Task statement: Every line below that holds the string "disposition" should be copied out.

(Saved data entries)

>>>

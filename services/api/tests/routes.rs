//! Drives the router with in-process fakes for the store and both LLM ports.

use async_trait::async_trait;
use axum::{
    body::{to_bytes, Body},
    http::{header, Method, Request, StatusCode},
    Router,
};
use drift_api_lib::{
    config::Config,
    web::{self, state::AppState},
};
use drift_core::{
    BehavioralData, EmotionAnalysis, EmotionClassifierService, EmotionScores,
    InsightGenerationService, InsightNarrative, InsightRequest, MemoryStore, PortError,
    PortResult,
};
use serde_json::{json, Value};
use std::sync::Arc;
use tower::ServiceExt;

struct CalmClassifier;

#[async_trait]
impl EmotionClassifierService for CalmClassifier {
    async fn analyze_emotion(
        &self,
        _text: &str,
        _behavior: &BehavioralData,
    ) -> PortResult<EmotionAnalysis> {
        Ok(EmotionAnalysis {
            scores: EmotionScores {
                calm: 0.8,
                joy: 0.3,
                ..EmotionScores::zeroed()
            },
            intensity: 0.3,
            confidence: 92.0,
            behavior_confidence: 88.0,
        })
    }
}

struct DownGenerator;

#[async_trait]
impl InsightGenerationService for DownGenerator {
    async fn generate_insights(&self, _request: &InsightRequest) -> PortResult<InsightNarrative> {
        Err(PortError::Unexpected("503 Service Unavailable".into()))
    }
}

fn app() -> Router {
    let config = Config::from_lookup(|_| None).unwrap();
    let state = AppState::new(
        Arc::new(config),
        Arc::new(MemoryStore::new()),
        Arc::new(CalmClassifier),
        Arc::new(DownGenerator),
    );
    web::router(Arc::new(state))
}

async fn send(app: &Router, method: Method, uri: &str, body: Option<Value>) -> (StatusCode, String) {
    let mut builder = Request::builder().method(method).uri(uri);
    let body = match body {
        Some(json) => {
            builder = builder.header(header::CONTENT_TYPE, "application/json");
            Body::from(json.to_string())
        }
        None => Body::empty(),
    };
    let response = app
        .clone()
        .oneshot(builder.body(body).unwrap())
        .await
        .unwrap();
    let status = response.status();
    let bytes = to_bytes(response.into_body(), usize::MAX).await.unwrap();
    (status, String::from_utf8(bytes.to_vec()).unwrap())
}

#[tokio::test]
async fn submit_then_read_dashboard() {
    let app = app();
    let (status, body) = send(
        &app,
        Method::POST,
        "/entries",
        Some(json!({"text": "Quiet morning", "userRating": 4, "timeSpentSeconds": 30.0})),
    )
    .await;
    assert_eq!(status, StatusCode::CREATED);
    let receipt: Value = serde_json::from_str(&body).unwrap();
    assert_eq!(receipt["entry"]["dominantEmotion"], "calm");
    assert_eq!(receipt["entry"]["intensity"], 3);
    assert_eq!(receipt["degraded"], false);
    assert_eq!(receipt["user"]["streak"], 1);

    let (status, body) = send(&app, Method::GET, "/dashboard", None).await;
    assert_eq!(status, StatusCode::OK);
    let dashboard: Value = serde_json::from_str(&body).unwrap();
    assert_eq!(dashboard["totalEntries"], 1);
    assert_eq!(dashboard["stabilityIndex"], 100);
    assert_eq!(dashboard["mostFrequentLabel"], "Calm");
    assert_eq!(dashboard["positivity"]["positive"], 92);
}

#[tokio::test]
async fn blank_entry_is_rejected() {
    let app = app();
    let (status, _) = send(&app, Method::POST, "/entries", Some(json!({"text": "  "}))).await;
    assert_eq!(status, StatusCode::BAD_REQUEST);

    let (_, body) = send(&app, Method::GET, "/entries", None).await;
    assert_eq!(body, "[]");
}

#[tokio::test]
async fn rating_is_read_from_camel_case_body() {
    let app = app();
    let (status, _) = send(
        &app,
        Method::POST,
        "/entries",
        Some(json!({"text": "odd rating", "userRating": 9})),
    )
    .await;
    assert_eq!(status, StatusCode::BAD_REQUEST);

    let (status, body) = send(
        &app,
        Method::POST,
        "/entries",
        Some(json!({"text": "rated", "userRating": 2, "timeSpentSeconds": 5.0})),
    )
    .await;
    assert_eq!(status, StatusCode::CREATED);
    let receipt: Value = serde_json::from_str(&body).unwrap();
    assert_eq!(receipt["entry"]["userRating"], 2);
    assert_eq!(receipt["entry"]["behavioralSignals"]["timeSpent"], 5.0);
}

#[tokio::test]
async fn insights_fall_back_when_generator_is_down() {
    let app = app();
    let (status, _) = send(&app, Method::POST, "/insights", None).await;
    assert_eq!(status, StatusCode::NOT_FOUND);

    send(&app, Method::POST, "/entries", Some(json!({"text": "fine"}))).await;
    let (status, body) = send(&app, Method::POST, "/insights", None).await;
    assert_eq!(status, StatusCode::OK);
    let insight: Value = serde_json::from_str(&body).unwrap();
    assert_eq!(insight["summary"], "Analysis unavailable.");
    assert_eq!(insight["stabilityIndicator"], 100.0);

    let (status, _) = send(&app, Method::GET, "/insights", None).await;
    assert_eq!(status, StatusCode::OK);
}

#[tokio::test]
async fn export_is_served_as_csv_attachment() {
    let app = app();
    send(&app, Method::POST, "/entries", Some(json!({"text": "said \"ok\""}))).await;
    let response = app
        .clone()
        .oneshot(Request::get("/export").body(Body::empty()).unwrap())
        .await
        .unwrap();
    assert_eq!(response.status(), StatusCode::OK);
    let disposition = response.headers()[header::CONTENT_DISPOSITION].to_str().unwrap().to_string();
    assert!(disposition.contains("emotional-drift-report-"));
    let bytes = to_bytes(response.into_body(), usize::MAX).await.unwrap();
    let csv = String::from_utf8(bytes.to_vec()).unwrap();
    assert!(csv.contains("\"said \"\"ok\"\"\""));
}

#[tokio::test]
async fn purge_requires_confirmation() {
    let app = app();
    send(&app, Method::POST, "/entries", Some(json!({"text": "keep me"}))).await;

    let (status, _) = send(&app, Method::DELETE, "/data", None).await;
    assert_eq!(status, StatusCode::BAD_REQUEST);
    let (_, body) = send(&app, Method::GET, "/entries", None).await;
    assert_ne!(body, "[]");

    let (status, _) = send(&app, Method::DELETE, "/data?confirm=true", None).await;
    assert_eq!(status, StatusCode::NO_CONTENT);
    let (_, body) = send(&app, Method::GET, "/entries", None).await;
    assert_eq!(body, "[]");
}

#[tokio::test]
async fn theme_toggles() {
    let app = app();
    let (_, body) = send(&app, Method::GET, "/theme", None).await;
    assert_eq!(body, r#"{"theme":"light"}"#);
    let (_, body) = send(&app, Method::POST, "/theme/toggle", None).await;
    assert_eq!(body, r#"{"theme":"dark"}"#);
}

<<<

Response area:
    let disposition = response.headers()[header::CONTENT_DISPOSITION].to_str().unwrap().to_string();
    assert!(disposition.contains("emotional-drift-report-"));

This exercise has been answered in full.